Mathéus, who was a witness of the whole affair, called from the window—
“Courage, courage, Coucou Peter! accept this anthropo-zoological trial with philosophical resignation; even thank these young men for labouring towards your moral perfection! For a long time I have remarked that you belong to the family of bullfinches, a voluptuous race, feeding on the buds of flowers, and the most delicate fruits. After a few such lessons as this, I hope to see you renounce these sensual principles.”
Poor Coucou Peter writhed, and looked pitifully at his master, as much as to say: “I wish you had been in my place, with your anthropo-zoological principles.”
The Doctor’s short address, however, produced a happy diversion in Coucou Peter’s favour; the honest countrymen, struck by the august physiognomy and gestures of the illustrious philosopher, assembled under the window, and the fiddler took advantage of this moment to make his escape, and shut himself securely into the stable.
Half the village were collected under the Doctor’s eyes; they formed a circle, and looked at him over each other’s heads and shoulders, all being anxious to hear him.
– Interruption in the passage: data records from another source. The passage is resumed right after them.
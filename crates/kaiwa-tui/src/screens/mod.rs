//! Screen definitions for the kaiwa TUI.

pub mod chat;

use crate::app::App;
use ratatui::{buffer::Buffer, layout::Rect};

/// Trait for screens that can be rendered.
pub trait Screen {
    /// Render the screen to the buffer.
    fn render(&self, app: &App, area: Rect, buf: &mut Buffer);
}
Imagine the good man’s enthusiasm; he would have liked to embrace them all; he could not contain his delight.
“Frantz,” he said to himself, “the hour for your preaching is come; it is clear that the Being of Beings, the Great Demiourgos, has brought together this numerous auditory for the purpose of their being converted by you. You would be blind not to see in this the finger of Providence!”